Y sí, las redes (como las cadenas de televisión) son empresas privadas y tienen derecho a controlar sus contenidos y a determinar sus propias normas, pero nosotros también tenemos derecho a denunciar que tienen un comportamiento infantil y poco democrático y un concepto del debate público poco honesto.

Prohibido prohibir

Yo podría pedir que se prohibiera, por considerarlo éticamente inaceptable, cualquier mensaje que promueva robar al vecino, es decir, cualquier idea socialista. Usted considerará otras cosas éticamente inaceptables y que también habría que censurar, como las proclamas en defensa de la fruta escarchada en el roscón, por poner un ejemplo polémico. Luego otra persona elegiría cualquier otra cosa censurable. Y así tendríamos que censurar contenidos hasta que no se pudiera decir absolutamente nada.

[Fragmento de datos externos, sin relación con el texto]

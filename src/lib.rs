//! Race Track Designer Library.
//! Editor-Kern (Segmente, Metriken, History, Controller) als Library für Tests und Wiederverwendung.

pub mod app;
pub mod core;
pub mod json;
pub mod shared;
pub mod ui;

pub use app::{AppCommand, AppController, AppIntent, AppState, EditHistory, SelectionState};
pub use core::{
    compute_metrics, SectorNumber, Segment, SegmentId, SegmentKind, SegmentUpdate, Track,
    TrackDifficulty, TrackMetrics,
};
pub use json::{parse_track_json, write_track_json};
pub use shared::{EditorOptions, TrackView};
//! Read-only Sicht auf die Strecke als Übergabevertrag an die Präsentationsschicht.
//!
//! Lebt im shared-Modul, da `app` sie baut und eine (externe) Oberfläche sie konsumiert.

use crate::core::{Segment, SegmentId, TrackDifficulty, TrackMetrics};

/// Read-only Daten für einen Anzeige-Frame.
#[derive(Debug, Clone)]
pub struct TrackView {
    /// Streckenname
    pub name: String,
    /// Rundenanzahl
    pub laps: u8,
    /// Aktuelle Segmentliste (inkl. laufendem Drag)
    pub segments: Vec<Segment>,
    /// Selektiertes Segment (nur wenn es in der Liste existiert)
    pub selected_id: Option<SegmentId>,
    /// Frisch berechnete Kennzahlen
    pub metrics: TrackMetrics,
    /// Aus dem Score abgeleitete Schwierigkeit
    pub difficulty: TrackDifficulty,
    /// Anzeigetext der Sicherheitsstufe
    pub safety_label: &'static str,
    /// Undo möglich
    pub can_undo: bool,
    /// Redo möglich
    pub can_redo: bool,
    /// Ein Segment wird gerade gezogen
    pub is_dragging: bool,
    /// Statusmeldung für die Oberfläche
    pub status_message: Option<String>,
}

impl TrackView {
    /// Gibt das selektierte Segment zurück.
    pub fn selected_segment(&self) -> Option<&Segment> {
        let id = self.selected_id.as_ref()?;
        self.segments.iter().find(|s| &s.id == id)
    }
}
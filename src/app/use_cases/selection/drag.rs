//! Use-Case: Segment per Zeiger verschieben (Zwei-Phasen-Commit).
//!
//! Während des Drags ändert sich nur der Live-Puffer. Beim Loslassen wird
//! genau ein Snapshot aufgenommen, beim Abbruch die Ursprungsposition
//! wiederhergestellt.

use crate::app::state::DragState;
use crate::app::{AppState, SelectionState};
use crate::core::SegmentId;
use glam::Vec2;

/// Beginnt den Drag eines Segments und selektiert es.
pub fn begin_drag(state: &mut AppState, id: &SegmentId, pointer_pos: Vec2) {
    if state.editor.is_dragging() {
        cancel_drag(state);
    }

    let Some(index) = state.segment_index(id) else {
        log::debug!("Drag ignoriert: Segment {} existiert nicht", id);
        return;
    };

    let origin = state.segments[index].position;
    state.selection = SelectionState::Selected(id.clone());
    state.editor.drag = Some(DragState {
        segment_id: id.clone(),
        grab_offset: pointer_pos - origin,
        origin,
    });
    log::debug!("Drag gestartet: {}", id);
}

/// Führt das gezogene Segment der Zeigerposition nach (in den Canvas geklemmt).
pub fn update_drag(state: &mut AppState, pointer_pos: Vec2) {
    let Some(drag) = state.editor.drag.as_ref() else {
        return;
    };
    let Some(index) = state.segment_index(&drag.segment_id) else {
        log::debug!("Gezogenes Segment {} existiert nicht mehr", drag.segment_id);
        state.editor.drag = None;
        return;
    };

    let target = state.options.clamp_to_canvas(pointer_pos - drag.grab_offset);
    state.segments[index].position = target;
}

/// Schließt den Drag ab. Nur eine tatsächliche Verschiebung wird aufgezeichnet.
pub fn end_drag(state: &mut AppState) {
    let Some(drag) = state.editor.drag.take() else {
        return;
    };
    let Some(index) = state.segment_index(&drag.segment_id) else {
        return;
    };

    let position = state.segments[index].position;
    if position == drag.origin {
        log::debug!("Drag ohne Verschiebung beendet: {}", drag.segment_id);
        return;
    }

    state.commit_to_history();
    log::info!(
        "Segment {} nach ({:.1}, {:.1}) verschoben",
        drag.segment_id,
        position.x,
        position.y
    );
}

/// Bricht den Drag ab und setzt die Ursprungsposition zurück.
pub fn cancel_drag(state: &mut AppState) {
    let Some(drag) = state.editor.drag.take() else {
        return;
    };
    if let Some(index) = state.segment_index(&drag.segment_id) {
        state.segments[index].position = drag.origin;
    }
    log::debug!("Drag abgebrochen: {}", drag.segment_id);
}
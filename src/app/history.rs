use chrono::{DateTime, Utc};
use std::collections::VecDeque;

/// Unveränderliche, eigenständige Kopie eines Zustands.
///
/// Die History hält eigenen Speicher pro Snapshot: spätere Änderungen am
/// Live-Puffer können gespeicherte Stände nicht nachträglich verändern.
#[derive(Debug, Clone)]
pub struct HistorySnapshot<T> {
    payload: T,
    created_at: DateTime<Utc>,
}

impl<T> HistorySnapshot<T> {
    fn new(payload: T) -> Self {
        Self {
            payload,
            created_at: Utc::now(),
        }
    }

    /// Gespeicherter Zustand.
    pub fn payload(&self) -> &T {
        &self.payload
    }

    /// Zeitpunkt der Aufnahme.
    pub fn created_at(&self) -> DateTime<Utc> {
        self.created_at
    }
}

/// Begrenzter, linearer Undo/Redo-Verlauf mit Cursor.
///
/// Hält immer mindestens einen Snapshot (den Ausgangszustand); der Cursor
/// zeigt immer auf einen gültigen Index.
#[derive(Debug, Clone)]
pub struct EditHistory<T: Clone> {
    snapshots: VecDeque<HistorySnapshot<T>>,
    cursor: usize,
    max_depth: usize,
}

impl<T: Clone> EditHistory<T> {
    /// Erstellt einen Verlauf mit Ausgangszustand und maximaler Tiefe (mindestens 1).
    pub fn new(initial: &T, max_depth: usize) -> Self {
        let max_depth = max_depth.max(1);
        let mut snapshots = VecDeque::with_capacity(max_depth);
        snapshots.push_back(HistorySnapshot::new(initial.clone()));
        Self {
            snapshots,
            cursor: 0,
            max_depth,
        }
    }

    /// Nimmt einen neuen Stand auf.
    ///
    /// Verwirft alle Redo-Stände hinter dem Cursor, kopiert den Zustand und
    /// setzt den Cursor ans Ende. Bei Überschreiten der Tiefe fällt der
    /// älteste Snapshot weg.
    pub fn push(&mut self, state: &T) {
        self.snapshots.truncate(self.cursor + 1);
        self.snapshots.push_back(HistorySnapshot::new(state.clone()));

        while self.snapshots.len() > self.max_depth {
            self.snapshots.pop_front();
        }
        self.cursor = self.snapshots.len() - 1;
    }

    /// Einen Schritt zurück; `None`, wenn der Cursor am Anfang steht.
    pub fn undo(&mut self) -> Option<T> {
        if self.cursor == 0 {
            return None;
        }
        self.cursor -= 1;
        Some(self.snapshots[self.cursor].payload.clone())
    }

    /// Einen Schritt vor; `None`, wenn der Cursor am Ende steht.
    pub fn redo(&mut self) -> Option<T> {
        if self.cursor + 1 >= self.snapshots.len() {
            return None;
        }
        self.cursor += 1;
        Some(self.snapshots[self.cursor].payload.clone())
    }

    /// Verwirft den gesamten Verlauf und startet mit genau einem Snapshot neu.
    pub fn reset(&mut self, state: &T) {
        self.snapshots.clear();
        self.snapshots.push_back(HistorySnapshot::new(state.clone()));
        self.cursor = 0;
    }

    /// Prüft ob Undo möglich ist.
    pub fn can_undo(&self) -> bool {
        self.cursor > 0
    }

    /// Prüft ob Redo möglich ist.
    pub fn can_redo(&self) -> bool {
        self.cursor + 1 < self.snapshots.len()
    }

    /// Snapshot unter dem Cursor.
    pub fn current(&self) -> &HistorySnapshot<T> {
        &self.snapshots[self.cursor]
    }

    pub fn cursor(&self) -> usize {
        self.cursor
    }

    /// Anzahl gehaltener Snapshots.
    pub fn len(&self) -> usize {
        self.snapshots.len()
    }

    /// Immer `false`: der Verlauf hält mindestens den Ausgangszustand.
    pub fn is_empty(&self) -> bool {
        self.snapshots.is_empty()
    }

    pub fn max_depth(&self) -> usize {
        self.max_depth
    }
}
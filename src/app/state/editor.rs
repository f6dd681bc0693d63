use crate::core::SegmentId;
use glam::Vec2;

/// Laufender Drag eines Segments (unbestätigter Arbeitspuffer)
///
/// Positionen ändern sich nur im Live-Puffer; erst beim Loslassen wird
/// genau ein History-Snapshot aufgenommen.
#[derive(Debug, Clone, PartialEq)]
pub struct DragState {
    /// Gezogenes Segment
    pub segment_id: SegmentId,
    /// Abstand zwischen Zeiger und Segment-Position beim Greifen
    pub grab_offset: Vec2,
    /// Position vor Beginn des Drags (für Abbruch und Änderungsprüfung)
    pub origin: Vec2,
}

/// Zustand der Editier-Interaktion
#[derive(Debug, Clone, Default)]
pub struct EditorState {
    /// Aktiver Drag (None = kein Drag)
    pub drag: Option<DragState>,
    /// Zähler für neue Segment-IDs (wächst nur)
    next_segment_number: u64,
}

impl EditorState {
    /// Erstellt den Standard-Editorzustand.
    pub fn new() -> Self {
        Self::default()
    }

    pub fn is_dragging(&self) -> bool {
        self.drag.is_some()
    }

    /// Vergibt eine neue, in der Session nie wiederverwendete Segment-ID.
    ///
    /// IDs, die bereits in `taken` vorkommen (z.B. aus einem Import), werden übersprungen.
    pub fn allocate_segment_id(&mut self, taken: impl Fn(&SegmentId) -> bool) -> SegmentId {
        loop {
            self.next_segment_number += 1;
            let id = SegmentId::new(format!("segment-{}", self.next_segment_number));
            if !taken(&id) {
                return id;
            }
        }
    }
}
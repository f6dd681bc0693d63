//! Use-Case: Undo/Redo über die Segment-History.
//!
//! Ein wiederhergestellter Stand trägt keine Selektion: die selektierte ID
//! muss im wiederhergestellten Stand nicht existieren.

use crate::app::AppState;

/// Stellt den vorherigen Stand wieder her. Gibt `true` zurück, wenn ein Schritt erfolgte.
pub fn undo(state: &mut AppState) -> bool {
    let Some(previous) = state.history.undo() else {
        return false;
    };
    restore(state, previous);
    true
}

/// Stellt den nächsten Stand wieder her. Gibt `true` zurück, wenn ein Schritt erfolgte.
pub fn redo(state: &mut AppState) -> bool {
    let Some(next) = state.history.redo() else {
        return false;
    };
    restore(state, next);
    true
}

fn restore(state: &mut AppState, segments: Vec<crate::core::Segment>) {
    state.segments = segments;
    state.selection.clear();
    state.editor.drag = None;
}
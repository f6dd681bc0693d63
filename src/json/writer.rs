//! Writer für das Strecken-Transferobjekt.

use super::document::{SegmentDocument, TrackDocumentOut};
use crate::core::{Segment, Track, TrackDifficulty};
use anyhow::{Context, Result};

/// Schreibt eine Strecke als formatiertes JSON.
///
/// Die Schwierigkeit wird immer frisch aus dem berechneten Score abgeleitet,
/// unabhängig vom Wert in `track.difficulty`.
pub fn write_track_json(track: &Track) -> Result<String> {
    let metrics = track.metrics();
    let document = TrackDocumentOut {
        name: &track.name,
        elements: track.segments.iter().map(segment_to_document).collect(),
        difficulty: TrackDifficulty::from_score(metrics.difficulty_score).as_wire_str(),
        laps: track.laps,
        metrics,
    };
    serde_json::to_string_pretty(&document).context("Strecke konnte nicht serialisiert werden")
}

fn segment_to_document(segment: &Segment) -> SegmentDocument {
    SegmentDocument {
        id: segment.id.as_str().to_string(),
        kind: segment.kind.as_wire_str().to_string(),
        x: segment.position.x,
        y: segment.position.y,
        length: segment.length,
        width: segment.width,
        banking: segment.banking,
        elevation: segment.elevation,
        is_drs: segment.is_drs,
        sector_number: segment.sector.map(|s| s.as_u8()),
    }
}

#[cfg(test)]
mod tests {
    use super::*;
    use crate::core::{SectorNumber, SegmentId, SegmentKind};

    fn sample_track() -> Track {
        let mut straight = Segment::new(
            SegmentId::new("segment-1"),
            SegmentKind::Straight,
            glam::Vec2::new(400.0, 100.0),
            300.0,
            15.0,
        );
        straight.is_drs = true;
        straight.sector = Some(SectorNumber::Three);
        Track {
            name: "Export".to_string(),
            segments: vec![straight],
            laps: 3,
            difficulty: TrackDifficulty::Extreme,
        }
    }

    #[test]
    fn writes_wire_field_names() {
        let json = write_track_json(&sample_track()).expect("Export");
        let value: serde_json::Value = serde_json::from_str(&json).expect("JSON");

        let element = &value["elements"][0];
        assert_eq!(element["type"], "straight");
        assert_eq!(element["isDRS"], true);
        assert_eq!(element["sectorNumber"], 3);
        assert_eq!(element["x"], 400.0);
        assert_eq!(value["metrics"]["totalLength"], 300.0);
        assert_eq!(value["metrics"]["drsZoneCount"], 1);
    }

    #[test]
    fn difficulty_is_derived_not_copied() {
        let json = write_track_json(&sample_track()).expect("Export");
        let value: serde_json::Value = serde_json::from_str(&json).expect("JSON");
        assert_eq!(value["difficulty"], "easy");
    }

    #[test]
    fn missing_sector_is_written_as_null() {
        let mut track = sample_track();
        track.segments[0].sector = None;
        let json = write_track_json(&track).expect("Export");
        let value: serde_json::Value = serde_json::from_str(&json).expect("JSON");
        assert!(value["elements"][0]["sectorNumber"].is_null());
    }
}
//! AppIntent- und AppCommand-Enums für den Intent/Command-Datenfluss.

mod command;
mod intent;

pub use command::AppCommand;
pub use intent::AppIntent;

Ganaríamos en silencio y tranquilidad, no digo que no. 

Miren, tenemos que combatir esa línea de pensamiento que lleva a algunas personas a considerar que si algo les molesta o les ofende, hay que prohibirlo. Es la misma gente que creyó entender la paradoja de la tolerancia de Popper a través de un cómic que les decía que podían ser intolerantes con cualquiera que les llevara la contraria. Y es la misma gente que confunde estar enfadado u ofendido con estar cargado de razón.

Uno de los pilares en los que se asienta el pensamiento liberal es la falibilidad del ser humano: el ser humano es imperfecto, se equivoca, es débil, es avaro y egoísta, es tonto y, a menudo, es malvado. Por eso no debe tener demasiado poder nunca, ni aunque sea elegido por la masa borrega, igualmente falible y boba. Y por eso no debe haber un grupo de censores o políticos decidiendo qué es verdad y qué no lo es. Les viene grande. Los límites a la libertad de expresión debe establecerlos un juez después de un sesudo análisis y solamente tras la reclamación legal de un afectado. Prácticamente todo lo demás es censura caprichosa, aleatoria o, en el peor de los casos, malintencionada. 

La libertad de expresión se defiende reduciendo su control y sus límites, soportando las opiniones que no nos gustan y aceptando un debate plural en igualdad de condiciones. Y las mentiras no se combaten con censura, se combaten con verdades y con argumentos, pero eso requiere más esfuerzo que desconectar un micrófono, claro.

Por todo ello, apelo desde aquí a un nuevo tiempo de madurez en medios y especialmente en redes. Y proclamo que es esencial retirar las zarpas de los políticos, que tienen derecho a participar en un debate público plural, pero que no tienen ningún derecho a ejercer de jueces o supervisores. 

En definitiva, el ministerio de la Verdad solo sería útil para controlar los bulos del propio Gobierno, que son los más importantes y los que peores consecuencias acarrean, en vez de pretender vigilar lo que un señor de Argamesilla del Condado pone en su perfil de Twitter con doscientos followers (siendo así el tipo más popular del pueblo). Para que haya libertad y pluralidad, sencillamente, no hay que hacer nada, algo que debería entusiasmar a los políticos. Por favor, no molesten, señorías.